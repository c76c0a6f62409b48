//! CLI command implementations.

pub mod common;
pub mod config;
pub mod geo;
pub mod replay;
pub mod session;
pub mod simulate;
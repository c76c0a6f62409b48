//! Typed change notifications.
//!
//! Each notification kind has its own [`Notifier`], so listeners receive a
//! concrete payload type instead of a string-keyed event bag.
//!
//! Listeners only see `&T`. They cannot reach the layer that emitted the
//! event, so a listener can never start a nested render pass.

use std::fmt;

use tracing::trace;

use crate::position::{Heading, SharedPosition};

/// Handle returned by [`Notifier::subscribe`], used to unsubscribe.
#[derive(Debug, Clone, Copy, PartialEq, Eq, Hash)]
pub struct SubscriptionId(u64);

/// Emitted after the position changed and was rendered.
#[derive(Debug, Clone, PartialEq)]
pub struct PositionChanged {
    /// The new position, `None` when cleared.
    pub position: Option<SharedPosition>,
}

/// Emitted after the heading changed and was rendered.
#[derive(Debug, Clone, Copy, PartialEq)]
pub struct HeadingChanged {
    /// The new heading, `None` when cleared.
    pub heading: Option<Heading>,
}

/// Emitted after tracking was switched on or off.
#[derive(Debug, Clone, Copy, PartialEq, Eq)]
pub struct TrackingChanged {
    /// Whether the camera follows the position.
    pub track_user_location: bool,
}

/// Stable event names, matching the names hosts know from the JS world.
pub trait NamedEvent {
    /// Event name, e.g. `geolocation.position.changed`.
    const NAME: &'static str;
}

impl NamedEvent for PositionChanged {
    const NAME: &'static str = "geolocation.position.changed";
}

impl NamedEvent for HeadingChanged {
    const NAME: &'static str = "geolocation.heading.changed";
}

impl NamedEvent for TrackingChanged {
    const NAME: &'static str = "geolocation.trackUserLocation.changed";
}

type Listener<T> = Box<dyn FnMut(&T) + Send>;

/// Ordered list of listeners for one notification kind.
///
/// Listeners are called in subscription order. Emission is synchronous.
pub struct Notifier<T> {
    listeners: Vec<(SubscriptionId, Listener<T>)>,
    next_id: u64,
}

impl<T> Default for Notifier<T> {
    fn default() -> Self {
        Self {
            listeners: Vec::new(),
            next_id: 0,
        }
    }
}

impl<T> fmt::Debug for Notifier<T> {
    fn fmt(&self, f: &mut fmt::Formatter<'_>) -> fmt::Result {
        f.debug_struct("Notifier")
            .field("listeners", &self.listeners.len())
            .finish()
    }
}

impl<T: NamedEvent + fmt::Debug> Notifier<T> {
    /// Create an empty notifier.
    pub fn new() -> Self {
        Self::default()
    }

    /// Register a listener.
    pub fn subscribe(&mut self, listener: impl FnMut(&T) + Send + 'static) -> SubscriptionId {
        let id = SubscriptionId(self.next_id);
        self.next_id += 1;
        self.listeners.push((id, Box::new(listener)));
        id
    }

    /// Remove a listener. Returns `false` if the id was unknown.
    pub fn unsubscribe(&mut self, id: SubscriptionId) -> bool {
        let before = self.listeners.len();
        self.listeners.retain(|(listener_id, _)| *listener_id != id);
        self.listeners.len() != before
    }

    /// Call every listener with `event`.
    pub fn emit(&mut self, event: &T) {
        trace!(event = T::NAME, payload = ?event, listeners = self.listeners.len(), "emit");
        for (_, listener) in self.listeners.iter_mut() {
            listener(event);
        }
    }

    /// Number of registered listeners.
    pub fn len(&self) -> usize {
        self.listeners.len()
    }

    /// Whether no listener is registered.
    pub fn is_empty(&self) -> bool {
        self.listeners.is_empty()
    }
}

/// The three notification channels exposed by the layer.
#[derive(Debug, Default)]
pub struct GeolocationEvents {
    pub position_changed: Notifier<PositionChanged>,
    pub heading_changed: Notifier<HeadingChanged>,
    pub tracking_changed: Notifier<TrackingChanged>,
}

##############################

* **PROBLEM TO SOLVE**: Would you print exactly, and only, the lines of the data above from the line with "for (_, listener)" through the line with "by the layer.", inclusive?

* **SOLUTION BELOW**:
        for (_, listener) in self.listeners.iter_mut() {
            listener(event);
        }
    }

    /// Number of registered listeners.
    pub fn len(&self) -> usize {
        self.listeners.len()
    }

    /// Whether no listener is registered.
    pub fn is_empty(&self) -> bool {
        self.listeners.is_empty()
    }
}

/// The three notification channels exposed by the layer.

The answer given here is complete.